Eric Anderson wrote:
> Scott Long wrote:
> 
>> Ensel Sharon wrote:
>>
>>>> The FDISK and bsdlabel schemes simply cannot deal with >2TB.  You'll
>>>> need to either put your filesystem directly on the storage device
>>>> without and slices/labels, or use GPT to create logical partitions.
>>>
>>>
>>>
>>> 2TB filesystems are _not large_.  FreeBSD should expect 2-4TB 
>>> filesystems
>>> to be in common use in peoples _living rooms_, never mind in the 
>>> office or
>>> datacenter.
>>>
>>> So 5.x was a total wash in terms of UFS2 and snapshots, largefiles, 
>>> etc.,
>>> 6.0 still doesn't have working filesystem quotas or snapshots, and it
>>> seems, doesn't support modern (circa 2004) hard drives.
>>>
>>> Maybe a little less time working on FreeBSD 23.0 ... ?
>>>
>>
>> What are you talking about?  UFS2, the filesystem, supports storage
>> volumes up to 2^63 blocks in size, and filesystems themselves of
>> more than 2^53 blocks in size.  There is no 2TB limit in UFS2, and I've
>> personally created filesystems that are indeed much larger than that..
>> These sizes were supported in 2004, and they are supported in 2006.

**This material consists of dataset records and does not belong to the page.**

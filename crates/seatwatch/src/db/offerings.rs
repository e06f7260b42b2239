//! Durable store for subjects and their offerings.

use std::path::Path;
use std::sync::Mutex;

use rusqlite::{params, Connection, OptionalExtension, Row, TransactionBehavior};
use tracing::warn;

use super::types::{DbOffering, UpsertOutcome};
use super::{lock, open_memory_with_schema, open_with_schema};
use crate::error::{is_write_conflict, Error, Result};
use crate::types::{CourseOffering, Subject};

const SCHEMA_SQL: &str = include_str!("../../../../sql/init_offerings.sql");

const SELECT_JOINED: &str = "
    SELECT o.offering_id, s.code, s.name, o.section_number, o.term_label, o.instructor,
           o.schedule, o.offered_seats, o.occupied_seats, o.available_seats, o.location,
           o.last_seen_at
    FROM offerings o
    JOIN subjects s ON s.code = o.subject_code";

const ORDER_BY: &str = "ORDER BY s.code, o.term_label, o.section_number, o.offering_id";

pub struct OfferingStore {
    db: Mutex<Connection>,
}

impl OfferingStore {
    /// Opens (or creates) the offerings database at `db_path`.
    pub fn open(db_path: impl AsRef<Path>) -> Result<Self> {
        let conn = open_with_schema(db_path.as_ref(), SCHEMA_SQL)?;
        Ok(Self {
            db: Mutex::new(conn),
        })
    }

    /// Opens a private in-memory database.
    pub fn open_in_memory() -> Result<Self> {
        Ok(Self {
            db: Mutex::new(open_memory_with_schema(SCHEMA_SQL)?),
        })
    }

    /// Creates the subject if its code is new; otherwise keeps the last seen
    /// non-empty name. Returns true if the subject was created.
    pub fn upsert_subject(&self, subject: &Subject) -> Result<bool> {
        let db = lock(&self.db)?;
        let existed: bool = db
            .query_row(
                "SELECT 1 FROM subjects WHERE code = ?1",
                [&subject.code],
                |_| Ok(()),
            )
            .optional()?
            .is_some();

        db.execute(
            "INSERT INTO subjects (code, name, created_at, updated_at)
             VALUES (?1, ?2, datetime('now'), datetime('now'))
             ON CONFLICT(code) DO UPDATE SET
                name = excluded.name,
                updated_at = excluded.updated_at
             WHERE excluded.name <> '' AND excluded.name <> subjects.name",
            (&subject.code, &subject.name),
        )?;

        Ok(!existed)
    }

    /// Inserts the offering, or updates its seat counts and location if an
    /// offering with the same identity key already exists.
    pub fn upsert(&self, offering: &CourseOffering) -> Result<UpsertOutcome> {
        let mut db = lock(&self.db)?;

        match upsert_in(&mut db, offering) {
            Err(e) if is_write_conflict(&e) => {
                // Another connection held the write lock or inserted the same
                // identity key first. Re-read and update instead.
                warn!(
                    subject = %offering.subject_code,
                    section = %offering.section_number,
                    error = %e,
                    "Write conflict on offering, retrying"
                );
                upsert_in(&mut db, offering).map_err(|e| {
                    if is_write_conflict(&e) {
                        Error::StoreWriteConflict {
                            entity: "offering",
                            message: e.to_string(),
                        }
                    } else {
                        e.into()
                    }
                })
            }
            other => other.map_err(Error::from),
        }
    }

    /// All offerings joined with their subject.
    pub fn query_all(&self) -> Result<Vec<DbOffering>> {
        let db = lock(&self.db)?;
        let mut stmt = db.prepare(&format!("{SELECT_JOINED} {ORDER_BY}"))?;
        let rows = stmt.query_map([], offering_from_row)?;
        rows.collect::<rusqlite::Result<Vec<_>>>().map_err(Error::from)
    }

    /// Offerings with at least `min` available seats.
    pub fn query_by_availability(&self, min: u32) -> Result<Vec<DbOffering>> {
        let db = lock(&self.db)?;
        let mut stmt = db.prepare(&format!(
            "{SELECT_JOINED} WHERE o.available_seats >= ?1 {ORDER_BY}"
        ))?;
        let rows = stmt.query_map([min], offering_from_row)?;
        rows.collect::<rusqlite::Result<Vec<_>>>().map_err(Error::from)
    }

    /// Offerings of one subject.
    pub fn query_by_code(&self, subject_code: &str) -> Result<Vec<DbOffering>> {
        let db = lock(&self.db)?;
        let mut stmt = db.prepare(&format!("{SELECT_JOINED} WHERE s.code = ?1 {ORDER_BY}"))?;
        let rows = stmt.query_map([subject_code], offering_from_row)?;
        rows.collect::<rusqlite::Result<Vec<_>>>().map_err(Error::from)
    }

    /// Number of stored offerings.
    pub fn count(&self) -> Result<u64> {
        let db = lock(&self.db)?;
        let count: i64 = db.query_row("SELECT COUNT(*) FROM offerings", [], |row| row.get(0))?;
        Ok(count.max(0) as u64)
    }
}

/// One upsert as a single transaction. The write lock is taken up front so
/// the lookup and the insert see the same state.
fn upsert_in(conn: &mut Connection, o: &CourseOffering) -> rusqlite::Result<UpsertOutcome> {
    let tx = conn.transaction_with_behavior(TransactionBehavior::Immediate)?;

    let existing: Option<(i64, u32)> = tx
        .query_row(
            "SELECT offering_id, available_seats FROM offerings
             WHERE subject_code = ?1 AND section_number = ?2 AND term_label = ?3
               AND instructor = ?4 AND schedule = ?5",
            params![
                o.subject_code,
                o.section_number,
                o.term_label,
                o.instructor,
                o.schedule
            ],
            |row| Ok((row.get(0)?, row.get(1)?)),
        )
        .optional()?;

    let outcome = match existing {
        Some((offering_id, previous_available)) => {
            tx.execute(
                "UPDATE offerings
                 SET offered_seats = ?1, occupied_seats = ?2, location = ?3,
                     last_seen_at = datetime('now')
                 WHERE offering_id = ?4",
                params![o.offered_seats, o.occupied_seats, o.location, offering_id],
            )?;
            UpsertOutcome::Updated {
                offering_id,
                previous_available,
                new_available: o.available_seats(),
            }
        }
        None => {
            tx.execute(
                "INSERT INTO offerings (
                    subject_code, section_number, term_label, instructor, schedule,
                    offered_seats, occupied_seats, location, first_seen_at, last_seen_at
                 ) VALUES (?1, ?2, ?3, ?4, ?5, ?6, ?7, ?8, datetime('now'), datetime('now'))",
                params![
                    o.subject_code,
                    o.section_number,
                    o.term_label,
                    o.instructor,
                    o.schedule,
                    o.offered_seats,
                    o.occupied_seats,
                    o.location
                ],
            )?;
            UpsertOutcome::Created {
                offering_id: tx.last_insert_rowid(),
                available: o.available_seats(),
            }
        }
    };

    tx.commit()?;
    Ok(outcome)
}

fn offering_from_row(row: &Row<'_>) -> rusqlite::Result<DbOffering> {
    let subject = Subject {
        code: row.get(1)?,
        name: row.get(2)?,
    };
    let offering = CourseOffering {
        subject_code: subject.code.clone(),
        subject_name: subject.name.clone(),
        section_number: row.get(3)?,
        term_label: row.get(4)?,
        instructor: row.get(5)?,
        schedule: row.get(6)?,
        offered_seats: row.get(7)?,
        occupied_seats: row.get(8)?,
        location: row.get(10)?,
    };

    Ok(DbOffering {
        offering_id: row.get(0)?,
        subject,
        offering,
        available_seats: row.get(9)?,
        last_seen_at: row.get(11)?,
    })
}
//! Database types for offering data

use std::str::FromStr;

use serde::{Deserialize, Serialize};

use crate::error::Error;
use crate::types::{CourseOffering, Subject};

/// What an upsert did, with enough detail to detect an availability edge.
#[derive(Debug, Clone, Copy, PartialEq, Eq)]
pub enum UpsertOutcome {
    Created {
        offering_id: i64,
        available: u32,
    },
    Updated {
        offering_id: i64,
        previous_available: u32,
        new_available: u32,
    },
}

impl UpsertOutcome {
    pub fn offering_id(&self) -> i64 {
        match *self {
            UpsertOutcome::Created { offering_id, .. } | UpsertOutcome::Updated { offering_id, .. } => {
                offering_id
            }
        }
    }

    /// True if the offering went from no seats (or not existing) to some seats.
    pub fn opened_seats(&self) -> bool {
        match *self {
            UpsertOutcome::Created { available, .. } => available > 0,
            UpsertOutcome::Updated {
                previous_available,
                new_available,
                ..
            } => previous_available == 0 && new_available > 0,
        }
    }
}

/// A stored offering joined with its subject.
#[derive(Debug, Clone, PartialEq, Eq)]
pub struct DbOffering {
    pub offering_id: i64,
    pub subject: Subject,
    pub offering: CourseOffering,
    pub available_seats: u32,
    pub last_seen_at: String,
}

/// Display projections over the same stored rows.
#[derive(Debug, Clone, Copy, PartialEq, Eq, Default, Serialize, Deserialize)]
#[serde(rename_all = "lowercase")]
pub enum OfferingView {
    #[default]
    Full,
    Availability,
    Occupied,
    Offered,
}

impl FromStr for OfferingView {
    type Err = Error;

    fn from_str(s: &str) -> Result<Self, Self::Err> {
        match s.trim().to_lowercase().as_str() {
            "" | "full" | "all" => Ok(OfferingView::Full),
            "availability" | "available" => Ok(OfferingView::Availability),
            "occupied" => Ok(OfferingView::Occupied),
            "offered" => Ok(OfferingView::Offered),
            _ => Err(Error::ValidationError {
                input: s.to_string(),
                message: "view must be one of: availability, occupied, offered".to_string(),
            }),
        }
    }
}

/// A presentation row; seat columns outside the chosen view are omitted.
#[derive(Debug, Clone, PartialEq, Eq, Serialize)]
pub struct OfferingRow {
    pub code: String,
    pub name: String,
    pub section: String,
    pub term: String,
    pub instructor: String,
    pub schedule: String,
    pub location: String,
    #[serde(skip_serializing_if = "Option::is_none")]
    pub offered: Option<u32>,
    #[serde(skip_serializing_if = "Option::is_none")]
    pub occupied: Option<u32>,
    #[serde(skip_serializing_if = "Option::is_none")]
    pub available: Option<u32>,
}

impl DbOffering {
    pub fn project(&self, view: OfferingView) -> OfferingRow {
        let o = &self.offering;
        let (offered, occupied, available) = match view {
            OfferingView::Full => (
                Some(o.offered_seats),
                Some(o.occupied_seats),
                Some(self.available_seats),
            ),
            OfferingView::Availability => (None, None, Some(self.available_seats)),
            OfferingView::Occupied => (None, Some(o.occupied_seats), None),
            OfferingView::Offered => (Some(o.offered_seats), None, None),
        };

        OfferingRow {
            code: self.subject.code.clone(),
            name: self.subject.name.clone(),
            section: o.section_number.clone(),
            term: o.term_label.clone(),
            instructor: o.instructor.clone(),
            schedule: o.schedule.clone(),
            location: o.location.clone(),
            offered,
            occupied,
            available,
        }
    }
}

>> What is limited is the FDISK and BSDLABEL formats, which were designed
>> in the early 80's to handle up to 2^32 blocks.  Neither of these prevent
>> you from creating a large filesystem.  Maybe you're looking to have a
>> single large volume to hold both your boot filesystem and your data
>> filesystem?  That's generally a bad idea since it puts more things into
>> the path of a failure.  Try doing what most people do, which is to boot
>> off of a 2 disk mirror (go big and get 500GB disks if you want) and have
>> your data on a separate array that is more redundant and doesn't need to
>> use the above partition formats.
>>
>> Alternatively, find a PC that understands how to boot off of GPT
>> partitions, and use that format.  It's not FreeBSD's fault that the PC
>> BIOS uses the FDISK format.  Go complain to IBM and Microsoft for not
>> having the foresight to future-proof their partition format 25 years
>> ago.
> 
> 
> Now if only fsck could be fixed to actually be able to fsck a full >2TB 
> filesystem with a reasonable amount of memory, without swapping forever. 
>  Even with journaling, you still need to be able to run fsck in case of 
> very hard errors.
> 
> 
> Eric
> 
> 
> 

Yup, that's a problem.  It's on my TODO list.